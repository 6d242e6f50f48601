//! Error types for the Keeper state container.

use serde::{Deserialize, Serialize};
use thiserror::Error;

/// A shared error type for the entire Keeper workspace.
///
/// This provides typed, structured error variants so callers can distinguish
/// boundary validation failures, record-domain errors, and persistence faults.
#[derive(Error, Debug, Clone, Serialize, Deserialize)]
pub enum KeeperError {
    /// Malformed action payload, rejected at the dispatch boundary.
    /// State is unchanged.
    #[error("Validation error: {0}")]
    Validation(String),

    /// A record with this id already exists in the list.
    #[error("Duplicate record id: '{id}'")]
    DuplicateId { id: String },

    /// Entity not found error with type information.
    #[error("Entity not found: {entity_type} '{id}'")]
    NotFound {
        entity_type: &'static str,
        id: String,
    },

    /// Hydration was attempted after the store already became ready.
    /// The ready transition happens exactly once per process lifetime.
    #[error("Store is already hydrated")]
    AlreadyHydrated,

    /// Durable store call failed (report-only at the gateway boundary).
    #[error("Persistence error: {0}")]
    Persistence(String),

    /// Serialization/deserialization error.
    #[error("Serialization error: {format} - {message}")]
    Serialization { format: String, message: String },

    /// IO error (file system operations).
    #[error("IO error: {0}")]
    Io(String),
}

impl KeeperError {
    /// Creates a Validation error.
    pub fn validation(message: impl Into<String>) -> Self {
        Self::Validation(message.into())
    }

    /// Creates a DuplicateId error.
    pub fn duplicate_id(id: impl Into<String>) -> Self {
        Self::DuplicateId { id: id.into() }
    }

    /// Creates a NotFound error.
    pub fn not_found(entity_type: &'static str, id: impl Into<String>) -> Self {
        Self::NotFound {
            entity_type,
            id: id.into(),
        }
    }

    /// Creates a Persistence error.
    pub fn persistence(message: impl Into<String>) -> Self {
        Self::Persistence(message.into())
    }

    /// Creates a Serialization error for a JSON payload.
    pub fn json(message: impl Into<String>) -> Self {
        Self::Serialization {
            format: "JSON".to_string(),
            message: message.into(),
        }
    }

    /// Creates an IO error.
    pub fn io(message: impl Into<String>) -> Self {
        Self::Io(message.into())
    }

    /// Check if this is a NotFound error.
    pub fn is_not_found(&self) -> bool {
        matches!(self, Self::NotFound { .. })
    }

    /// Check if this is a DuplicateId error.
    pub fn is_duplicate_id(&self) -> bool {
        matches!(self, Self::DuplicateId { .. })
    }

    /// Check if this is a Validation error.
    pub fn is_validation(&self) -> bool {
        matches!(self, Self::Validation(_))
    }

    /// Check if this is a Persistence error.
    pub fn is_persistence(&self) -> bool {
        matches!(self, Self::Persistence(_))
    }
}

/// A specialized Result type for Keeper operations.
pub type Result<T> = std::result::Result<T, KeeperError>;
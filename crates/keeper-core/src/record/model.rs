//! Record domain model.

use serde::{Deserialize, Serialize};

/// A single record in the list.
///
/// The `id` is caller-supplied and must be unique within the list; the core
/// never generates ids internally (see [`IdGenerator`](crate::idgen::IdGenerator)
/// for the injectable generator callers are expected to use).
#[derive(Debug, Clone, PartialEq, Eq, Serialize, Deserialize)]
pub struct Record {
    /// Caller-supplied unique identifier.
    pub id: String,
    /// Free-form text content.
    pub text: String,
}

impl Record {
    pub fn new(id: impl Into<String>, text: impl Into<String>) -> Self {
        Self {
            id: id.into(),
            text: text.into(),
        }
    }
}

/// Ordered list of records, insertion order preserved.
///
/// Invariant: no two entries share an `id`. The invariant is maintained by
/// the record reducer, which is the only code that produces new lists.
#[derive(Debug, Clone, Default, PartialEq, Eq, Serialize, Deserialize)]
pub struct RecordList(Vec<Record>);

impl RecordList {
    /// An empty list.
    pub fn new() -> Self {
        Self::default()
    }

    pub fn len(&self) -> usize {
        self.0.len()
    }

    pub fn is_empty(&self) -> bool {
        self.0.is_empty()
    }

    /// Returns the record with the given id, if present.
    pub fn get(&self, id: &str) -> Option<&Record> {
        self.0.iter().find(|r| r.id == id)
    }

    /// True if a record with this id exists.
    pub fn contains(&self, id: &str) -> bool {
        self.get(id).is_some()
    }

    pub fn iter(&self) -> std::slice::Iter<'_, Record> {
        self.0.iter()
    }

    pub(crate) fn push(&mut self, record: Record) {
        self.0.push(record);
    }

    pub(crate) fn entries_mut(&mut self) -> &mut Vec<Record> {
        &mut self.0
    }
}

impl<'a> IntoIterator for &'a RecordList {
    type Item = &'a Record;
    type IntoIter = std::slice::Iter<'a, Record>;

    fn into_iter(self) -> Self::IntoIter {
        self.iter()
    }
}

#[cfg(test)]
mod tests {
    use super::*;

    #[test]
    fn test_empty_list() {
        let list = RecordList::new();
        assert!(list.is_empty());
        assert_eq!(list.len(), 0);
        assert!(!list.contains("1"));
    }

    #[test]
    fn test_get_finds_by_id() {
        let mut list = RecordList::new();
        list.push(Record::new("1", "buy milk"));
        list.push(Record::new("2", "walk dog"));

        assert_eq!(list.get("2").map(|r| r.text.as_str()), Some("walk dog"));
        assert!(list.get("3").is_none());
    }
}
//! The public action vocabulary.
//!
//! These five actions are the complete external mutation surface of the
//! store. Hydration is deliberately absent: it belongs to the bootstrap
//! protocol and is only reachable through [`Store::hydrate`](crate::store::Store::hydrate).

use serde::{Deserialize, Serialize};

use crate::session::Profile;

/// An externally dispatchable action.
#[derive(Debug, Clone, Serialize, Deserialize)]
#[serde(tag = "type", rename_all = "snake_case")]
pub enum Action {
    /// A login that already succeeded upstream; the profile is stored as a
    /// fact. The profile must not be JSON `null`.
    Login { profile: Profile },
    /// Clear the session. Idempotent.
    Logout,
    /// Append a record with a caller-supplied unique id.
    Add { id: String, text: String },
    /// Replace the text of an existing record.
    Update { id: String, text: String },
    /// Remove a record; a no-op when the id is absent.
    Delete { id: String },
}
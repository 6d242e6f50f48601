//! Record list state: model and pure reducer.

pub mod model;
pub mod reducer;

pub use model::{Record, RecordList};
pub use reducer::{RecordAction, reduce};
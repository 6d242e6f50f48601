//! Durable key-value store trait.
//!
//! The durable store is an external collaborator: an opaque asynchronous
//! get/set/remove API with no atomicity or cross-key ordering guarantees.
//! Implementations live in `keeper-infrastructure`.

use async_trait::async_trait;

use crate::error::Result;

/// Asynchronous durable key-value storage.
///
/// Calls may suspend; they are the only suspension points in the system.
/// Failures surface as [`KeeperError::Persistence`](crate::error::KeeperError)
/// and are treated as report-only by the persistence gateway, never fatal to
/// the in-memory store.
#[async_trait]
pub trait DurableStore: Send + Sync {
    /// Reads the bytes stored under `key`, or `None` if the key is absent.
    async fn get(&self, key: &str) -> Result<Option<Vec<u8>>>;

    /// Stores `bytes` under `key`, replacing any previous value.
    async fn set(&self, key: &str, bytes: Vec<u8>) -> Result<()>;

    /// Removes `key`. Removing an absent key is not an error.
    async fn remove(&self, key: &str) -> Result<()>;
}

/// The well-known logical key holding the serialized session profile.
///
/// Only the profile is persisted; the authenticated flag is derived on load.
/// Absence of the key means logged out.
pub const SESSION_KEY: &str = "user";
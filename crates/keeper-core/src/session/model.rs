//! Session domain model.
//!
//! Represents the authentication state of the application. The profile is an
//! opaque, caller-supplied serializable value; the core never inspects its
//! structure.

use serde::{Deserialize, Serialize};

/// Opaque user profile supplied by the caller at login.
///
/// `serde_json::Value` keeps the core agnostic about what a profile contains.
pub type Profile = serde_json::Value;

/// Authentication state of the application.
///
/// Invariant: `is_authenticated == user.is_some()`. All states are produced
/// through the constructors below, which uphold this by construction.
#[derive(Debug, Clone, PartialEq, Serialize, Deserialize)]
pub struct Session {
    /// The logged-in user's profile, if any.
    pub user: Option<Profile>,
    /// Derived flag, true iff `user` is present.
    pub is_authenticated: bool,
}

impl Session {
    /// The logged-out state. Also the initial state at process start.
    pub fn logged_out() -> Self {
        Self {
            user: None,
            is_authenticated: false,
        }
    }

    /// A logged-in state holding the given profile.
    pub fn logged_in(profile: Profile) -> Self {
        Self {
            user: Some(profile),
            is_authenticated: true,
        }
    }

    /// A state hydrated from durable storage. `is_authenticated` is always
    /// derived from the presence of the profile, never read from storage.
    pub fn hydrated(profile: Option<Profile>) -> Self {
        Self {
            is_authenticated: profile.is_some(),
            user: profile,
        }
    }
}

impl Default for Session {
    fn default() -> Self {
        Self::logged_out()
    }
}
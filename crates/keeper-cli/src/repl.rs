//! Interactive command loop.

use anyhow::Result;
use tokio::io::{AsyncBufReadExt, AsyncWriteExt, BufReader};

use keeper_core::action::Action;
use keeper_core::idgen::{IdGenerator, UuidGenerator};
use keeper_core::store::Store;

const HELP: &str = "\
commands:
  login <json>        store a profile, e.g. login {\"name\":\"mai\"}
  logout              clear the session
  add <text>          append a record (id is generated)
  update <id> <text>  replace a record's text
  delete <id>         remove a record (no-op if absent)
  list                show all records
  whoami              show the current session
  quit                flush pending writes and exit
";

/// Runs the command loop until EOF or `quit`.
pub async fn run(store: &Store) -> Result<()> {
    let ids = UuidGenerator;
    let mut lines = BufReader::new(tokio::io::stdin()).lines();
    let mut stdout = tokio::io::stdout();

    print_session(&mut stdout, store).await?;
    stdout.write_all(b"type 'help' for commands\n> ").await?;
    stdout.flush().await?;

    while let Some(line) = lines.next_line().await? {
        let line = line.trim();
        let (command, rest) = match line.split_once(' ') {
            Some((c, r)) => (c, r.trim()),
            None => (line, ""),
        };

        match command {
            "" => {}
            "help" => stdout.write_all(HELP.as_bytes()).await?,
            "quit" | "exit" => break,
            "login" => {
                match serde_json::from_str(rest) {
                    Ok(profile) => report(&mut stdout, store.dispatch(Action::Login { profile }))
                        .await?,
                    Err(e) => {
                        stdout
                            .write_all(format!("profile must be JSON: {}\n", e).as_bytes())
                            .await?
                    }
                }
            }
            "logout" => report(&mut stdout, store.dispatch(Action::Logout)).await?,
            "add" => {
                if rest.is_empty() {
                    stdout.write_all(b"usage: add <text>\n").await?;
                } else {
                    let id = ids.next_id();
                    let result = store.dispatch(Action::Add {
                        id: id.clone(),
                        text: rest.to_string(),
                    });
                    if result.is_ok() {
                        stdout.write_all(format!("added {}\n", id).as_bytes()).await?;
                    }
                    report(&mut stdout, result).await?;
                }
            }
            "update" => match rest.split_once(' ') {
                Some((id, text)) if !text.trim().is_empty() => {
                    report(
                        &mut stdout,
                        store.dispatch(Action::Update {
                            id: id.to_string(),
                            text: text.trim().to_string(),
                        }),
                    )
                    .await?
                }
                _ => stdout.write_all(b"usage: update <id> <text>\n").await?,
            },
            "delete" => {
                if rest.is_empty() {
                    stdout.write_all(b"usage: delete <id>\n").await?;
                } else {
                    report(
                        &mut stdout,
                        store.dispatch(Action::Delete {
                            id: rest.to_string(),
                        }),
                    )
                    .await?
                }
            }
            "list" => {
                let state = store.get_state();
                if state.records.is_empty() {
                    stdout.write_all(b"(no records)\n").await?;
                }
                for record in state.records.iter() {
                    stdout
                        .write_all(format!("{}  {}\n", record.id, record.text).as_bytes())
                        .await?;
                }
            }
            "whoami" => print_session(&mut stdout, store).await?,
            unknown => {
                stdout
                    .write_all(format!("unknown command '{}', try 'help'\n", unknown).as_bytes())
                    .await?
            }
        }

        stdout.write_all(b"> ").await?;
        stdout.flush().await?;
    }

    Ok(())
}

async fn report(
    stdout: &mut tokio::io::Stdout,
    result: keeper_core::Result<keeper_core::AppState>,
) -> Result<()> {
    if let Err(e) = result {
        stdout.write_all(format!("error: {}\n", e).as_bytes()).await?;
    }
    Ok(())
}

async fn print_session(stdout: &mut tokio::io::Stdout, store: &Store) -> Result<()> {
    let session = store.get_state().session;
    let line = match &session.user {
        Some(profile) => format!("logged in: {}\n", profile),
        None => "logged out\n".to_string(),
    };
    stdout.write_all(line.as_bytes()).await?;
    Ok(())
}
//! Infrastructure layer for Keeper.
//!
//! Durable store implementations, platform paths, and the persistence
//! gateway that keeps the in-memory store and durable storage consistent.

pub mod file_store;
pub mod gateway;
pub mod memory_store;
pub mod paths;

pub use file_store::FileDurableStore;
pub use gateway::PersistenceGateway;
pub use memory_store::InMemoryDurableStore;
pub use paths::KeeperPaths;
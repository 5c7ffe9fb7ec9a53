// src/main.rs

use std::process::ExitCode;

use autoignore::{cli, logging, run, EXIT_ERROR};

fn main() -> ExitCode {
    let args = cli::parse();

    if let Err(err) = logging::init_logging(args.log_level) {
        eprintln!("autoignore error: {err:?}");
        return ExitCode::from(EXIT_ERROR);
    }

    match run(args) {
        Ok(summary) => ExitCode::from(summary.exit_code()),
        Err(err) => {
            eprintln!("autoignore error: {err}");
            ExitCode::from(EXIT_ERROR)
        }
    }
}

**Your task**. Starting at the first line of the listing, retype every line up to and including the one with "State is unchanged.".

**Result of this exercise**.
repository 6d242e6f50f48601
//! Error types for the Keeper state container.

use serde::{Deserialize, Serialize};
use thiserror::Error;

/// A shared error type for the entire Keeper workspace.
///
/// This provides typed, structured error variants so callers can distinguish
/// boundary validation failures, record-domain errors, and persistence faults.
#[derive(Error, Debug, Clone, Serialize, Deserialize)]
pub enum KeeperError {
    /// Malformed action payload, rejected at the dispatch boundary.
    /// State is unchanged.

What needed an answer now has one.